Kirill Lyamin (born January 13, 1986) is a Russian professional ice hockey player. He is currently under contract with HC Yugra of the Supreme Hockey League (VHL).

Playing career
Lyamin is a product of the CSKA Moscow ice hockey system. The young defenceman spent started playing for the Super League (Russia 1) club during the 2003–04 season at just the age of 16. He was a longtime member of the U18 and the U20 national teams and was drafted by the Ottawa Senators in the 2004 NHL Entry Draft with the 58th overall pick in the second round. After the draft, Lyamin spent another two seasons with CSKA before signing a new deal with HC Khimik, where he played through the 2007–08 season. In 2008, he signed with Spartak Moscow.

On 24 May 2011, Lyamin signed a two-year deal with Avangard Omsk.

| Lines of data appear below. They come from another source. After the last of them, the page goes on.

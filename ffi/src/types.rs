//! `#[repr(C)]` types for the FFI boundary.
//!
//! # Design
//! The transport collaborator crosses the boundary as `FfiTransportOps`: an
//! opaque context pointer plus a table of function pointers, the C rendition
//! of the `Transport` trait the core consumes. `VtableTransport` adapts the
//! table to the trait and guarantees `destroy` runs exactly once — when the
//! adapter drops, whether the owning request was freed normally or its
//! construction failed halfway.

use std::ffi::{CStr, CString};
use std::os::raw::{c_char, c_int, c_void};

use fetch_core::{Method, Step, Transport, TransportError};

/// `step` return value: more data may follow.
pub const FETCH_STEP_PENDING: c_int = 0;
/// `step` return value: the exchange is complete.
pub const FETCH_STEP_DONE: c_int = 1;
/// `step` return value: the exchange failed.
pub const FETCH_STEP_ERROR: c_int = -1;

/// `set_method` argument: HTTP GET, the only method this library drives.
pub const FETCH_METHOD_GET: c_int = 0;

/// Transport operations supplied by the caller.
///
/// `ctx` is the caller's exchange handle; every operation receives it back.
/// Configuration operations (`set_uri`, `set_method`, `prepare`) return 0 on
/// success and nonzero on failure. `get_header` returns a pointer owned by
/// the transport, valid until the next operation, or NULL when the response
/// has no such header. `get_body` returns the chunk made available by the
/// most recent `step` (valid until the next `step`, NULL when no data this
/// step) and `get_body_len` its length in bytes. `destroy` releases `ctx`;
/// the library calls it exactly once per handle it was given.
#[repr(C)]
#[derive(Clone, Copy)]
pub struct FfiTransportOps {
    pub ctx: *mut c_void,
    pub set_uri: unsafe extern "C" fn(ctx: *mut c_void, uri: *const c_char) -> c_int,
    pub set_method: unsafe extern "C" fn(ctx: *mut c_void, method: c_int) -> c_int,
    pub set_header:
        unsafe extern "C" fn(ctx: *mut c_void, name: *const c_char, value: *const c_char),
    pub get_header: unsafe extern "C" fn(ctx: *mut c_void, name: *const c_char) -> *const c_char,
    pub prepare: unsafe extern "C" fn(ctx: *mut c_void) -> c_int,
    pub step: unsafe extern "C" fn(ctx: *mut c_void) -> c_int,
    pub get_body: unsafe extern "C" fn(ctx: *mut c_void) -> *const u8,
    pub get_body_len: unsafe extern "C" fn(ctx: *mut c_void) -> c_int,
    pub status_code: unsafe extern "C" fn(ctx: *mut c_void) -> c_int,
    pub destroy: unsafe extern "C" fn(ctx: *mut c_void),
}

/// Opaque handle to a request. C callers receive a pointer to this and pass
/// it back into every FFI function.
pub struct FfiRequest {
    pub(crate) inner: fetch_core::Request,
}

/// Adapts a caller-supplied vtable to the core's `Transport` trait.
pub(crate) struct VtableTransport {
    ops: FfiTransportOps,
}

impl VtableTransport {
    pub(crate) fn new(ops: FfiTransportOps) -> Self {
        VtableTransport { ops }
    }
}

impl Transport for VtableTransport {
    fn set_uri(&mut self, uri: &str) -> Result<(), TransportError> {
        let uri =
            CString::new(uri).map_err(|_| TransportError("uri contains NUL".to_string()))?;
        let rc = unsafe { (self.ops.set_uri)(self.ops.ctx, uri.as_ptr()) };
        if rc == 0 {
            Ok(())
        } else {
            Err(TransportError(format!("set_uri returned {rc}")))
        }
    }

    fn set_method(&mut self, method: Method) -> Result<(), TransportError> {
        let code = match method {
            Method::Get => FETCH_METHOD_GET,
        };
        let rc = unsafe { (self.ops.set_method)(self.ops.ctx, code) };
        if rc == 0 {
            Ok(())
        } else {
            Err(TransportError(format!("set_method returned {rc}")))
        }
    }

    fn set_header(&mut self, name: &str, value: &str) {
        let (Ok(name), Ok(value)) = (CString::new(name), CString::new(value)) else {
            return;
        };
        unsafe { (self.ops.set_header)(self.ops.ctx, name.as_ptr(), value.as_ptr()) }
    }

    fn header(&self, name: &str) -> Option<String> {
        let name = CString::new(name).ok()?;
        let ptr = unsafe { (self.ops.get_header)(self.ops.ctx, name.as_ptr()) };
        if ptr.is_null() {
            return None;
        }
        // Copy out immediately; the pointer is only valid until the next op.
        Some(unsafe { CStr::from_ptr(ptr) }.to_string_lossy().into_owned())
    }

    fn prepare(&mut self) -> Result<(), TransportError> {
        let rc = unsafe { (self.ops.prepare)(self.ops.ctx) };
        if rc == 0 {
            Ok(())
        } else {
            Err(TransportError(format!("prepare returned {rc}")))
        }
    }

    fn step(&mut self) -> Step {
        match unsafe { (self.ops.step)(self.ops.ctx) } {
            FETCH_STEP_PENDING => Step::Pending,
            FETCH_STEP_DONE => Step::Done,
            _ => Step::Failed,
        }
    }

    fn chunk(&self) -> Option<&[u8]> {
        let ptr = unsafe { (self.ops.get_body)(self.ops.ctx) };
        if ptr.is_null() {
            return None;
        }
        let len = unsafe { (self.ops.get_body_len)(self.ops.ctx) };
        let len = usize::try_from(len).unwrap_or(0);
        Some(unsafe { std::slice::from_raw_parts(ptr, len) })
    }

    fn status_code(&self) -> u16 {
        let code = unsafe { (self.ops.status_code)(self.ops.ctx) };
        u16::try_from(code).unwrap_or(0)
    }
}

impl Drop for VtableTransport {
    fn drop(&mut self) {
        unsafe { (self.ops.destroy)(self.ops.ctx) }
    }
}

After two seasons with HC Neftekhimik Nizhnekamsk, Lyamin left as a free agent to sign a two-year contract starting from the 2017–18 season with Avtomobilist Yekaterinburg, on May 8, 2017.

In his lone season under contract in 2019–20 with Dynamo Moscow, Lyamin added 2 goals and 8 points in 54 games from the blueline. With the playoffs cancelled after completion of the first-round due to the COVID-19 pandemic, Lyamin left the club as a free agent.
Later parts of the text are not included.